Context
Although off-label medications are frequently prescribed in palliative care, there are no published studies examining their use in the United States.
Objectives
We examined the frequency of off-label medication use in cancer patients admitted to an acute palliative care unit (APCU).
Methods
This prospective observational study enrolled consecutive patients with advanced cancer admitted to the APCU of a tertiary care cancer center. We collected data on all prescription events, including indications for use, from admission to discharge. Off-label use was checked against the U.S. Food and Drug Administration approved indications.
Results
Among the 201 patients, median survival was 10 days (95% confidence interval 7-13), and 85 (42%) patients died in the APCU. We documented 6276 prescription events, and 2199 (35%) were off-label.
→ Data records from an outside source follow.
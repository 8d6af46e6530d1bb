//! End-to-end page processing.
//!
//! preprocess -> separate -> per region {extract -> structure -> post-process
//! -> metadata} -> aggregate. A failed region becomes an error note and the
//! rest of the page carries on; only unreadable input or a blown time budget
//! fails the whole run.

mod aggregate;

use std::path::Path;
use std::sync::Arc;
use std::time::{Duration, Instant};

use futures::future::join_all;
use serde_json::json;

use crate::config::{Config, OcrMode, ProcessOptions};
use crate::error::NoteError;
use crate::extraction::{ExtractionEngine, ExtractionMethod};
use crate::framework::{PartialResult, RetryPolicy, SharedSink, StageResult};
use crate::llm::{LlmProvider, TextCompletion};
use crate::metadata::{read_capture_metadata, CaptureMetadata, MetadataExtractor};
use crate::models::{note_id, Note, NoteRegion, ProcessingOutput};
use crate::ocr::{LocalRecognizer, OcrProvider};
use crate::postprocess::PostProcessor;
use crate::preprocess::{crop, ImagePreprocessor, PreparedImage};
use crate::separation::RegionSeparator;
use crate::structure::StructureRecognizer;
use crate::vision::{VisionClient, VisionProvider};

pub use aggregate::{build_note, finalize, image_metadata, RegionOutcome};

const LOCAL_ENGINE: &str = "tesseract";

/// External capabilities the pipeline calls out to.
#[derive(Clone)]
pub struct Capabilities {
    pub ocr: Arc<dyn LocalRecognizer>,
    pub vision: Arc<dyn VisionClient>,
    pub completion: Option<Arc<dyn TextCompletion>>,
}

impl Capabilities {
    pub fn from_config(config: &Config) -> Self {
        let llm = LlmProvider::new(config.llm.as_ref());
        let completion: Option<Arc<dyn TextCompletion>> = if llm.is_available() {
            Some(Arc::new(llm))
        } else {
            tracing::info!("no completion model, post-processing uses local corrections only");
            None
        };

        Self {
            ocr: Arc::new(OcrProvider::new(&config.ocr)),
            vision: Arc::new(VisionProvider::new(&config.vision)),
            completion,
        }
    }
}

pub struct Orchestrator {
    preprocessor: ImagePreprocessor,
    separator: RegionSeparator,
    extraction: ExtractionEngine,
    structure: StructureRecognizer,
    postprocess: PostProcessor,
    metadata: MetadataExtractor,
    vision_model: String,
    processing_timeout: Duration,
    sink: SharedSink,
}

impl Orchestrator {
    pub fn new(config: &Config, sink: SharedSink) -> Self {
        Self::with_capabilities(config, Capabilities::from_config(config), sink)
    }

    pub fn with_capabilities(config: &Config, capabilities: Capabilities, sink: SharedSink) -> Self {
        let retry = RetryPolicy::new(config.pipeline.max_retries, config.pipeline.retry_base());

        Self {
            preprocessor: ImagePreprocessor::new(sink.clone(), config.pipeline.max_working_dimension),
            separator: RegionSeparator::new(
                Arc::clone(&capabilities.vision),
                config.vision.model.clone(),
                sink.clone(),
            ),
            extraction: ExtractionEngine::new(capabilities.ocr, capabilities.vision, retry, sink.clone()),
            structure: StructureRecognizer::new(sink.clone()),
            postprocess: PostProcessor::new(capabilities.completion, sink.clone()),
            metadata: MetadataExtractor::new(sink.clone()),
            vision_model: config.vision.model.clone(),
            processing_timeout: config.pipeline.processing_timeout(),
            sink,
        }
    }

    /// Processes the image at `image_path`.
    pub async fn process(
        &self,
        image_path: impl AsRef<Path>,
        options: &ProcessOptions,
    ) -> StageResult<ProcessingOutput> {
        let path = image_path.as_ref();
        let filename = path
            .file_name()
            .map(|n| n.to_string_lossy().into_owned())
            .unwrap_or_else(|| path.display().to_string());

        let bytes = tokio::fs::read(path).await.map_err(|e| {
            failure(NoteError::from(e), &filename, "input")
        })?;

        self.process_bytes(&filename, bytes, options).await
    }

    /// Same as [`Orchestrator::process`] for bytes already in memory.
    pub async fn process_bytes(
        &self,
        filename: &str,
        bytes: Vec<u8>,
        options: &ProcessOptions,
    ) -> StageResult<ProcessingOutput> {
        let budget = options.timeout().unwrap_or(self.processing_timeout);
        let started = Instant::now();

        let result = match tokio::time::timeout(budget, self.run(filename, bytes, options)).await {
            Ok(result) => result,
            Err(_) => {
                tracing::error!(filename, budget_secs = budget.as_secs(), "processing timed out");
                Err(failure(
                    NoteError::Timeout(format!(
                        "image processing exceeded {} seconds",
                        budget.as_secs()
                    )),
                    filename,
                    "timeout",
                ))
            }
        };

        let elapsed_ms = started.elapsed().as_millis() as f64;
        self.sink.record("orchestrator", "processing_time_ms", elapsed_ms);
        self.sink.record(
            "orchestrator",
            "success",
            if result.is_ok() { 1.0 } else { 0.0 },
        );
        result
    }

    async fn run(
        &self,
        filename: &str,
        bytes: Vec<u8>,
        options: &ProcessOptions,
    ) -> StageResult<ProcessingOutput> {
        let started = Instant::now();
        let bytes = Arc::new(bytes);

        let prepared = {
            let preprocessor = self.preprocessor.clone();
            let bytes = Arc::clone(&bytes);
            tokio::task::spawn_blocking(move || preprocessor.process(&bytes))
                .await
                .map_err(|e| failure(NoteError::Processing(format!("preprocessing task failed: {e}")), filename, "preprocessing"))?
                .map_err(|partial| {
                    partial.with_data(json!({
                        "image_path": filename,
                        "error_type": "preprocessing",
                        "processing_status": "failed",
                    }))
                })?
        };
        let exif = read_capture_metadata(&bytes);
        let properties = &prepared.loaded.properties;

        let regions = if options.multi_note_detection_enabled {
            self.separator
                .process(&prepared.loaded, options)
                .await
                .map_err(|partial| partial.with_warning("region separation failed"))?
        } else {
            vec![NoteRegion::single(properties.width, properties.height)]
        };
        tracing::info!(filename, regions = regions.len(), "processing regions");

        let model = options
            .vision_model_preference
            .as_deref()
            .unwrap_or(self.vision_model.as_str());

        let results: Vec<(Note, Vec<String>)> = if options.parallel_processing {
            join_all(
                regions
                    .iter()
                    .map(|region| self.process_region(&prepared, region, exif.as_ref(), options, model)),
            )
            .await
        } else {
            let mut results = Vec::with_capacity(regions.len());
            for region in &regions {
                results.push(
                    self.process_region(&prepared, region, exif.as_ref(), options, model)
                        .await,
                );
            }
            results
        };

        let mut notes = Vec::with_capacity(results.len());
        let mut errors = Vec::new();
        let mut warnings = Vec::new();
        for (note, note_warnings) in results {
            if let Some(error) = &note.error {
                errors.push(format!("{}: {error}", note.note_id));
            }
            warnings.extend(note_warnings);
            notes.push(note);
        }

        let output = ProcessingOutput::new(
            image_metadata(filename, properties),
            notes,
            started.elapsed().as_millis() as u64,
            errors,
            warnings,
        );
        self.sink
            .record("orchestrator", "total_notes", output.summary.total_notes as f64);
        self.sink.record(
            "orchestrator",
            "average_confidence",
            output.summary.average_confidence,
        );
        tracing::info!(
            filename,
            notes = output.summary.total_notes,
            todos = output.summary.total_todos,
            average_confidence = output.summary.average_confidence,
            "page processed"
        );

        finalize(output)
    }

    async fn process_region(
        &self,
        prepared: &PreparedImage,
        region: &NoteRegion,
        exif: Option<&CaptureMetadata>,
        options: &ProcessOptions,
        model: &str,
    ) -> (Note, Vec<String>) {
        match self.run_region(prepared, region, exif, options, model).await {
            Ok(done) => done,
            Err(partial) => {
                tracing::warn!(
                    region = region.position,
                    error = partial.error_message(),
                    "region failed"
                );
                let warnings = partial
                    .warnings
                    .iter()
                    .map(|w| format!("{}: {w}", note_id(region.position)))
                    .collect();
                (
                    Note::error(region.position, region.bbox, partial.error_message()),
                    warnings,
                )
            }
        }
    }

    async fn run_region(
        &self,
        prepared: &PreparedImage,
        region: &NoteRegion,
        exif: Option<&CaptureMetadata>,
        options: &ProcessOptions,
        model: &str,
    ) -> StageResult<(Note, Vec<String>)> {
        let started = Instant::now();
        let region_image = crop(&prepared.loaded.image, region.bbox);

        let extraction = self
            .extraction
            .process(&region_image, options.ocr_mode, model, options.ocr_confidence_threshold)
            .await?;
        let structure = self.structure.process(&extraction.text)?;
        let correction = self.postprocess.process(&extraction.text, None).await?;

        let metadata = {
            let extractor = self.metadata.clone();
            let exif = exif.cloned();
            tokio::task::spawn_blocking(move || extractor.process(&region_image, exif.as_ref()))
                .await
                .map_err(|e| PartialResult::from_error(format!("metadata task failed: {e}")))??
        };

        let warnings = extraction
            .warnings
            .iter()
            .map(|w| format!("{}: {w}", note_id(region.position)))
            .collect();
        let ocr_engine = if options.ocr_mode == OcrMode::Llm
            || extraction.extraction_method == ExtractionMethod::VisionOnly
        {
            "none"
        } else {
            LOCAL_ENGINE
        };

        let note = build_note(RegionOutcome {
            region,
            extraction,
            structure,
            correction,
            metadata,
            image_quality: prepared.analysis.quality.overall_score,
            ocr_engine,
            llm_model: model,
            elapsed_ms: started.elapsed().as_millis() as u64,
        });
        Ok((note, warnings))
    }
}

fn failure(error: NoteError, filename: &str, error_type: &str) -> PartialResult {
    PartialResult::from(error)
        .with_data(json!({
            "image_path": filename,
            "error_type": error_type,
            "processing_status": "failed",
        }))
        .with_warning(format!("Processing failed: {error_type}"))
}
Among off-label prescriptions, central nervous system agents (n=1606, 73%), hormones and synthetic substitutes (n= 302, 14%), and autonomic drugs (n=183, 8%) were most commonly prescribed. Haloperidol (n=720, 33%), chlorpromazine (n=292, 13%), dexamethasone (n=280, 13%), glycopyrrolate (n=175, 8%), hydromorphone (n=161, 7%), and morphine (n=156, 7%) were most frequently prescribed off-label. The most common indications for off-label prescribing were delirium (n=783, 36%) and dyspnea (n=449, 20%). 70% of all off-label prescription events had strong evidence supporting use, and 19% of prescription events had moderate or weak evidence for use.
Conclusion
One-third of prescription events in the APCU were off-label, with majority of off-label use having a strong level of supporting evidence. Our findings highlight the need for more research in key areas such as delirium and dyspnea management.